■ **What to produce**
Repeat, exactly as written, the lines of the records below from the first through the line with "use serde::ser::SerializeStruct;", but none past it.

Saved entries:
──────────────────────────────

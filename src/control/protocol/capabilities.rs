//! Client capability flags sent with `initialize`

use bitflags::bitflags;
use serde::{Deserialize, Deserializer, Serialize, Serializer};

bitflags! {
    /// Client capabilities for negotiation
    #[derive(Debug, Clone, Copy, PartialEq, Eq, Hash, Default)]
    pub struct ClientCapabilities: u8 {
        /// Opt into experimental protocol surface (required for dynamic tools)
        const EXPERIMENTAL_API = 0b0001;
    }
}

impl ClientCapabilities {
    /// Capabilities needed for the given configuration
    #[must_use]
    pub fn for_dynamic_tools(has_dynamic_tools: bool) -> Self {
        if has_dynamic_tools {
            Self::EXPERIMENTAL_API
        } else {
            Self::empty()
        }
    }
}

// Serialized as an object of boolean fields
impl Serialize for ClientCapabilities {
    fn serialize<S>(&self, serializer: S) -> std::result::Result<S::Ok, S::Error>
    where
        S: Serializer,
    {
        use serde::ser::SerializeStruct;
        let mut state = serializer.serialize_struct("ClientCapabilities", 1)?;
        state.serialize_field("experimentalApi", &self.contains(Self::EXPERIMENTAL_API))?;
        state.end()
    }
}

impl<'de> Deserialize<'de> for ClientCapabilities {
    fn deserialize<D>(deserializer: D) -> std::result::Result<Self, D::Error>
    where
        D: Deserializer<'de>,
    {
        #[derive(Deserialize)]
        #[serde(rename_all = "camelCase")]
        struct Helper {
            #[serde(default)]
            experimental_api: bool,
        }

        let h = Helper::deserialize(deserializer)?;
        let mut caps = Self::empty();
        if h.experimental_api {
            caps |= Self::EXPERIMENTAL_API;
        }
        Ok(caps)
    }
}
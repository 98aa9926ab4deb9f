//! Control protocol message types
//!
//! Frames on the wire are single JSON objects. A frame with `method` and `id`
//! is a request, `method` without `id` is a notification, and `id` without
//! `method` is a response carrying either `result` or `error`.

use serde::{Deserialize, Serialize};
use serde_json::Value;

use crate::error::{BridgeError, INTERNAL_ERROR, Result};
use crate::types::identifiers::RequestId;

/// Error object carried by an error response
#[derive(Debug, Clone, PartialEq, Serialize, Deserialize)]
pub struct RpcErrorBody {
    /// JSON-RPC error code
    pub code: i64,
    /// Human-readable message
    pub message: String,
    /// Optional structured data
    #[serde(default, skip_serializing_if = "Option::is_none")]
    pub data: Option<Value>,
}

impl RpcErrorBody {
    /// Build the error body answering an inbound request that failed
    #[must_use]
    pub fn from_error(err: &BridgeError) -> Self {
        Self {
            code: err.rpc_code(),
            message: err.to_string(),
            data: None,
        }
    }
}

impl From<RpcErrorBody> for BridgeError {
    fn from(body: RpcErrorBody) -> Self {
        Self::Rpc {
            code: body.code,
            message: body.message,
            data: body.data,
        }
    }
}

/// A classified frame received from the agent process
#[derive(Debug, Clone, PartialEq)]
pub enum IncomingMessage {
    /// Answer to one of our requests
    Response {
        /// Correlation id
        id: RequestId,
        /// `result` on success, `error` otherwise
        outcome: std::result::Result<Value, RpcErrorBody>,
    },
    /// Server-to-client request that expects an answer
    Request {
        /// Raw id, echoed back verbatim in the answer
        id: Value,
        /// Method name
        method: String,
        /// Parameters (`null` when absent)
        params: Value,
    },
    /// Fire-and-forget event
    Notification {
        /// Method name
        method: String,
        /// Parameters (`null` when absent)
        params: Value,
    },
}

impl IncomingMessage {
    /// Classify a decoded frame
    ///
    /// # Errors
    /// Returns a protocol error if the frame is not an object, has a non-string
    /// method, or has neither an id nor a method
    pub fn classify(frame: Value) -> Result<Self> {
        let Value::Object(mut map) = frame else {
            return Err(BridgeError::protocol("frame is not a JSON object"));
        };

        let id = map.remove("id").filter(|id| !id.is_null());
        let method = map.remove("method");
        let params = map.remove("params").unwrap_or(Value::Null);

        match (id, method) {
            (Some(id), Some(Value::String(method))) => Ok(Self::Request { id, method, params }),
            (None, Some(Value::String(method))) => Ok(Self::Notification { method, params }),
            (_, Some(other)) => Err(BridgeError::protocol(format!(
                "frame method is not a string: {other}"
            ))),
            (Some(id), None) => {
                let id = RequestId::from_wire(&id).ok_or_else(|| {
                    BridgeError::protocol(format!("response id is not a string or integer: {id}"))
                })?;
                let outcome = match map.remove("error") {
                    Some(error) if !error.is_null() => Err(serde_json::from_value(error.clone())
                        .unwrap_or_else(|_| RpcErrorBody {
                            code: INTERNAL_ERROR,
                            message: error.to_string(),
                            data: None,
                        })),
                    _ => Ok(map.remove("result").unwrap_or(Value::Null)),
                };
                Ok(Self::Response { id, outcome })
            }
            (None, None) => Err(BridgeError::protocol("frame has neither an id nor a method")),
        }
    }
}

/// A frame written to the agent process
#[derive(Debug, Clone, PartialEq, Serialize)]
#[serde(untagged)]
pub enum OutgoingMessage {
    /// Client-to-server request
    Request {
        /// Correlation id
        id: u64,
        /// Method name
        method: String,
        /// Parameters
        params: Value,
    },
    /// Client-to-server notification
    Notification {
        /// Method name
        method: String,
        /// Parameters, omitted when `None`
        #[serde(skip_serializing_if = "Option::is_none")]
        params: Option<Value>,
    },
    /// Successful answer to an inbound request
    Response {
        /// Echoed request id
        id: Value,
        /// Handler result
        result: Value,
    },
    /// Failed answer to an inbound request
    Error {
        /// Echoed request id
        id: Value,
        /// Error body
        error: RpcErrorBody,
    },
}

impl OutgoingMessage {
    /// Serialize as one frame, without the trailing newline
    ///
    /// # Errors
    /// Returns error if serialization fails
    pub fn to_line(&self) -> Result<String> {
        Ok(serde_json::to_string(self)?)
    }
}
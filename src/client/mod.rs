//! `AppServerClient`: one agent connection, one thread, one turn at a time
//!
//! The client owns at most one agent process. Startup and shutdown are
//! serialized by an async lifecycle lock; everything else (run admission,
//! notification dispatch, tool spans) goes through a single short-lived
//! session lock that is never held across an `.await`.
//!
//! # Architecture
//!
//! ```text
//! ┌──────────────────────────────────────────────────────────┐
//! │                     AppServerClient                       │
//! │                                                           │
//! │  run_streaming ──► admit ──► Active Run ◄── dispatch      │
//! │        │                        │  ▲           ▲          │
//! │        ▼                        ▼  │           │          │
//! │  ┌─────────────┐         ┌──────────────┐      │          │
//! │  │ Turn Driver │────────►│  TurnStream  │      │          │
//! │  │ (one task)  │         │ (caller side)│      │          │
//! │  └──────┬──────┘         └──────────────┘      │          │
//! │         │                                      │          │
//! │         ▼                                      │          │
//! │  ┌────────────────────────────────────────────────────┐   │
//! │  │ Transport: writer task · reader task · pending map │   │
//! │  └────────────────────────────────────────────────────┘   │
//! └──────────────────────────────────────────────────────────┘
//! ```
//!
//! # Example
//!
//! ```no_run
//! use futures::StreamExt;
//! use kodegen_codex_bridge::{AppServerClient, ClientOptions, ThreadOptions, TurnEvent};
//!
//! # async fn example() -> Result<(), Box<dyn std::error::Error>> {
//! let client = AppServerClient::new(ClientOptions::default());
//! let thread_id = client.start_or_resume_thread(ThreadOptions::default()).await?;
//! log::info!("thread {thread_id}");
//!
//! let mut events = client.run_streaming("Summarize the README")?;
//! while let Some(event) = events.next().await {
//!     match event? {
//!         TurnEvent::TurnCompleted(summary) => log::info!("done: {}", summary.status),
//!         other => log::debug!("{other:?}"),
//!     }
//! }
//!
//! client.shutdown().await?;
//! # Ok(())
//! # }
//! ```
//!
//! # Example: Scoped session
//!
//! ```no_run
//! use kodegen_codex_bridge::{AppServerClient, ClientOptions, ThreadOptions};
//!
//! # async fn example() -> kodegen_codex_bridge::Result<()> {
//! let thread = AppServerClient::scoped(
//!     ClientOptions::default(),
//!     ThreadOptions::default(),
//!     |client| async move { Ok(client.thread_id()) },
//! )
//! .await?;
//! # drop(thread);
//! # Ok(())
//! # }
//! ```

mod client_impl;
mod dispatch;
mod inbound;
mod run;
pub mod spans;
mod state;
mod stream;
mod tasks;

use std::sync::Arc;

use crate::transport::{Launcher, ProcessLauncher};

pub use spans::{SpanEmit, SpanPhase, ToolSpanTracker};
pub use state::ConnectionPhase;
pub use stream::TurnStream;

use state::SessionCore;

/// Client for one codex app-server connection
///
/// Cheap to clone; clones share the connection.
///
/// # Examples
///
/// ```no_run
/// use kodegen_codex_bridge::{AppServerClient, ClientOptions, ThreadOptions};
///
/// #[tokio::main]
/// async fn main() -> Result<(), Box<dyn std::error::Error>> {
///     let options = ClientOptions::builder().model("gpt-5-codex").build();
///     let client = AppServerClient::new(options);
///
///     client.start_or_resume_thread(ThreadOptions::default()).await?;
///     client.interrupt_turn().await?;
///     client.shutdown().await?;
///     Ok(())
/// }
/// ```
pub struct AppServerClient<L: Launcher = ProcessLauncher> {
    /// Process launcher
    launcher: Arc<L>,
    /// Serializes startup and shutdown
    lifecycle: Arc<tokio::sync::Mutex<()>>,
    /// State shared with transport callbacks and turn drivers
    core: Arc<SessionCore>,
}

impl<L: Launcher> Clone for AppServerClient<L> {
    fn clone(&self) -> Self {
        Self {
            launcher: self.launcher.clone(),
            lifecycle: self.lifecycle.clone(),
            core: self.core.clone(),
        }
    }
}
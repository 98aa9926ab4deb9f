//! Built-in tool item classification and field projection

use serde::{Deserialize, Serialize};
use serde_json::{Map, Value};

use super::methods::NotificationRoute;
use super::status::TurnStatus;

/// Tool families surfaced as call lifecycle events
#[derive(Debug, Clone, Copy, PartialEq, Eq, Hash, Serialize, Deserialize)]
#[serde(rename_all = "snake_case")]
pub enum ToolKind {
    /// Built-in web search
    WebSearch,
    /// Built-in shell command execution
    CommandExecution,
    /// Built-in patch / file edit
    FileChange,
    /// Built-in todo list update
    TodoList,
    /// Host-executed tool requested via `item/tool/call`
    Dynamic,
}

impl ToolKind {
    /// Stable snake_case name, used as the tool name of built-in calls
    #[must_use]
    pub const fn as_str(self) -> &'static str {
        match self {
            Self::WebSearch => "web_search",
            Self::CommandExecution => "command_execution",
            Self::FileChange => "file_change",
            Self::TodoList => "todo_list",
            Self::Dynamic => "dynamic",
        }
    }

    /// Recognize a built-in item `type` tag in camelCase or snake_case
    ///
    /// Anything else (messages, reasoning, unknown tools) is rejected.
    #[must_use]
    pub fn from_item_type(tag: &str) -> Option<Self> {
        let key: String = tag
            .chars()
            .filter(|c| !matches!(c, '_' | '-'))
            .flat_map(char::to_lowercase)
            .collect();
        match key.as_str() {
            "websearch" => Some(Self::WebSearch),
            "commandexecution" => Some(Self::CommandExecution),
            "filechange" => Some(Self::FileChange),
            "todolist" => Some(Self::TodoList),
            _ => None,
        }
    }

    fn argument_fields(self) -> &'static [Field] {
        match self {
            Self::CommandExecution => &[
                ("command", &["command"]),
                ("cwd", &["cwd", "workingDirectory", "working_directory"]),
            ],
            Self::WebSearch => &[("query", &["query"])],
            Self::FileChange => &[("changes", &["changes"])],
            Self::TodoList => &[("items", &["items"])],
            Self::Dynamic => &[],
        }
    }

    fn result_fields(self) -> &'static [Field] {
        match self {
            Self::CommandExecution => &[
                ("exitCode", &["exitCode", "exit_code"]),
                ("aggregatedOutput", &["aggregatedOutput", "aggregated_output"]),
                ("stdout", &["stdout"]),
                ("stderr", &["stderr"]),
                ("status", &["status"]),
                ("durationMs", &["durationMs", "duration_ms"]),
            ],
            Self::WebSearch => &[
                ("query", &["query"]),
                ("matches", &["matches", "results"]),
                ("action", &["action"]),
            ],
            Self::FileChange => &[
                ("changes", &["changes"]),
                ("status", &["status"]),
                ("success", &["success"]),
                ("stdout", &["stdout"]),
                ("stderr", &["stderr"]),
            ],
            Self::TodoList => &[("items", &["items"])],
            Self::Dynamic => &[],
        }
    }
}

/// Canonical key and the source keys it may be read from
type Field = (&'static str, &'static [&'static str]);

const CALL_ID_FIELDS: &[&str] = &["id", "callId", "call_id", "itemId", "item_id"];

/// Lifecycle edge reported by one notification
#[derive(Debug, Clone, Copy, PartialEq, Eq)]
pub enum ToolSignal {
    /// Item started / begin event
    Begin,
    /// Item completed / end event
    End,
}

/// One built-in tool notification, projected into canonical shape
#[derive(Debug, Clone, PartialEq)]
pub struct ToolObservation {
    /// Tool family
    pub kind: ToolKind,
    /// Stable call id
    pub call_id: String,
    /// Begin or end
    pub signal: ToolSignal,
    /// Whitelisted argument fields plus `raw` and `source`
    pub arguments: Value,
    /// Whitelisted result fields plus `raw` and `source` (end events only)
    pub result: Option<Value>,
    /// Failure status, non-zero exit code, or `success: false`
    pub is_error: bool,
}

/// Stable call id from any of the candidate fields
#[must_use]
pub fn call_id(payload: &Value) -> Option<String> {
    CALL_ID_FIELDS.iter().find_map(|key| match payload.get(key)? {
        Value::String(s) if !s.is_empty() => Some(s.clone()),
        Value::Number(n) => Some(n.to_string()),
        _ => None,
    })
}

/// Project a tool notification, or `None` if it is not a recognized tool item
///
/// Item events read `params.item`; legacy begin/end events read `params.msg`
/// (or `params` itself when there is no envelope).
#[must_use]
pub fn observe_tool(
    route: NotificationRoute,
    method: &str,
    params: &Value,
) -> Option<ToolObservation> {
    let (kind, signal, payload) = match route {
        NotificationRoute::ItemStarted | NotificationRoute::ItemCompleted => {
            let item = params.get("item")?;
            let kind = ToolKind::from_item_type(item.get("type")?.as_str()?)?;
            let signal = if route == NotificationRoute::ItemStarted {
                ToolSignal::Begin
            } else {
                ToolSignal::End
            };
            (kind, signal, item)
        }
        NotificationRoute::ToolBegin(kind) => {
            (kind, ToolSignal::Begin, params.get("msg").unwrap_or(params))
        }
        NotificationRoute::ToolEnd(kind) => {
            (kind, ToolSignal::End, params.get("msg").unwrap_or(params))
        }
        _ => return None,
    };

    let call_id = call_id(payload)?;
    let arguments = project(payload, kind.argument_fields(), method);
    let (result, is_error) = match signal {
        ToolSignal::Begin => (None, false),
        ToolSignal::End => (
            Some(project(payload, kind.result_fields(), method)),
            payload_is_error(payload),
        ),
    };

    Some(ToolObservation {
        kind,
        call_id,
        signal,
        arguments,
        result,
        is_error,
    })
}

/// Copy whitelisted fields that are present; never fills in missing ones
fn project(payload: &Value, fields: &[Field], source: &str) -> Value {
    let mut out = Map::new();
    for (canonical, candidates) in fields {
        if let Some(value) = candidates
            .iter()
            .filter_map(|key| payload.get(key))
            .find(|value| !value.is_null())
        {
            out.insert((*canonical).to_string(), value.clone());
        }
    }
    out.insert("raw".to_string(), payload.clone());
    out.insert("source".to_string(), Value::String(source.to_string()));
    Value::Object(out)
}

fn payload_is_error(payload: &Value) -> bool {
    let failed_status = payload
        .get("status")
        .and_then(Value::as_str)
        .is_some_and(|status| TurnStatus::parse(status).is_failure());
    let exit_code = payload
        .get("exitCode")
        .or_else(|| payload.get("exit_code"))
        .and_then(Value::as_i64)
        .is_some_and(|code| code != 0);
    let unsuccessful = payload.get("success").and_then(Value::as_bool) == Some(false);
    failed_status || exit_code || unsuccessful
}
//! Built-in tool span deduplication
//!
//! Each call id moves through `Absent -> Started -> Completed`. Every
//! (phase, signal) pair has one row in [`transition`], so a completion that
//! arrives without a start is the `Absent + End` row, not a special case.

use std::collections::HashMap;

use chrono::{DateTime, Utc};

use crate::normalize::{ToolObservation, ToolSignal};
use crate::types::events::{ToolCall, TurnEvent};

/// Lifecycle phase of one call id
#[derive(Debug, Clone, Copy, PartialEq, Eq)]
pub enum SpanPhase {
    /// Never seen
    Absent,
    /// Start emitted, result pending
    Started,
    /// Start and result emitted
    Completed,
}

/// Event the tracker emits on a transition
#[derive(Debug, Clone, Copy, PartialEq, Eq)]
pub enum SpanEmit {
    /// Emit `ToolCallStarted`
    Start,
    /// Emit `ToolCallCompleted`
    Result,
}

const EMIT_NONE: &[SpanEmit] = &[];
const EMIT_START: &[SpanEmit] = &[SpanEmit::Start];
const EMIT_RESULT: &[SpanEmit] = &[SpanEmit::Result];
const EMIT_START_AND_RESULT: &[SpanEmit] = &[SpanEmit::Start, SpanEmit::Result];

/// Next phase and emitted events for one signal
#[must_use]
pub const fn transition(phase: SpanPhase, signal: ToolSignal) -> (SpanPhase, &'static [SpanEmit]) {
    match (phase, signal) {
        (SpanPhase::Absent, ToolSignal::Begin) => (SpanPhase::Started, EMIT_START),
        (SpanPhase::Absent, ToolSignal::End) => (SpanPhase::Completed, EMIT_START_AND_RESULT),
        (SpanPhase::Started, ToolSignal::Begin) => (SpanPhase::Started, EMIT_NONE),
        (SpanPhase::Started, ToolSignal::End) => (SpanPhase::Completed, EMIT_RESULT),
        (SpanPhase::Completed, _) => (SpanPhase::Completed, EMIT_NONE),
    }
}

#[derive(Debug)]
struct ToolSpan {
    phase: SpanPhase,
    call: ToolCall,
}

/// Per-run table of built-in tool spans keyed by call id
#[derive(Debug, Default)]
pub struct ToolSpanTracker {
    spans: HashMap<String, ToolSpan>,
}

impl ToolSpanTracker {
    /// Create an empty tracker
    #[must_use]
    pub fn new() -> Self {
        Self::default()
    }

    /// Apply one observation and return the lifecycle events to emit
    pub fn apply(&mut self, observation: ToolObservation, now: DateTime<Utc>) -> Vec<TurnEvent> {
        let ToolObservation {
            kind,
            call_id,
            signal,
            arguments,
            result,
            is_error,
        } = observation;

        let span = self.spans.entry(call_id.clone()).or_insert_with(|| ToolSpan {
            phase: SpanPhase::Absent,
            call: ToolCall::started(call_id, kind.as_str(), kind, arguments, now),
        });

        let (next, emits) = transition(span.phase, signal);
        span.phase = next;

        let mut events = Vec::with_capacity(emits.len());
        for emit in emits {
            match emit {
                SpanEmit::Start => {
                    span.call.started_at = now;
                    events.push(TurnEvent::ToolCallStarted(span.call.clone()));
                }
                SpanEmit::Result => {
                    span.call = span.call.clone().completed(
                        result.clone().unwrap_or_default(),
                        is_error,
                        now,
                    );
                    events.push(TurnEvent::ToolCallCompleted(span.call.clone()));
                }
            }
        }
        events
    }

    /// Phase of a call id
    #[must_use]
    pub fn phase(&self, call_id: &str) -> SpanPhase {
        self.spans
            .get(call_id)
            .map_or(SpanPhase::Absent, |span| span.phase)
    }

    /// Forget every span
    pub fn clear(&mut self) {
        self.spans.clear();
    }

    /// Number of tracked call ids
    #[must_use]
    pub fn len(&self) -> usize {
        self.spans.len()
    }

    /// Whether nothing is tracked
    #[must_use]
    pub fn is_empty(&self) -> bool {
        self.spans.is_empty()
    }
}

──────────────────────────────

■ **Answer to this exercise**
filename src/control/protocol/capabilities.rs
//! Client capability flags sent with `initialize`

use bitflags::bitflags;
use serde::{Deserialize, Deserializer, Serialize, Serializer};

bitflags! {
    /// Client capabilities for negotiation
    #[derive(Debug, Clone, Copy, PartialEq, Eq, Hash, Default)]
    pub struct ClientCapabilities: u8 {
        /// Opt into experimental protocol surface (required for dynamic tools)
        const EXPERIMENTAL_API = 0b0001;
    }
}

impl ClientCapabilities {
    /// Capabilities needed for the given configuration
    #[must_use]
    pub fn for_dynamic_tools(has_dynamic_tools: bool) -> Self {
        if has_dynamic_tools {
            Self::EXPERIMENTAL_API
        } else {
            Self::empty()
        }
    }
}

// Serialized as an object of boolean fields
impl Serialize for ClientCapabilities {
    fn serialize<S>(&self, serializer: S) -> std::result::Result<S::Ok, S::Error>
    where
        S: Serializer,
    {
        use serde::ser::SerializeStruct;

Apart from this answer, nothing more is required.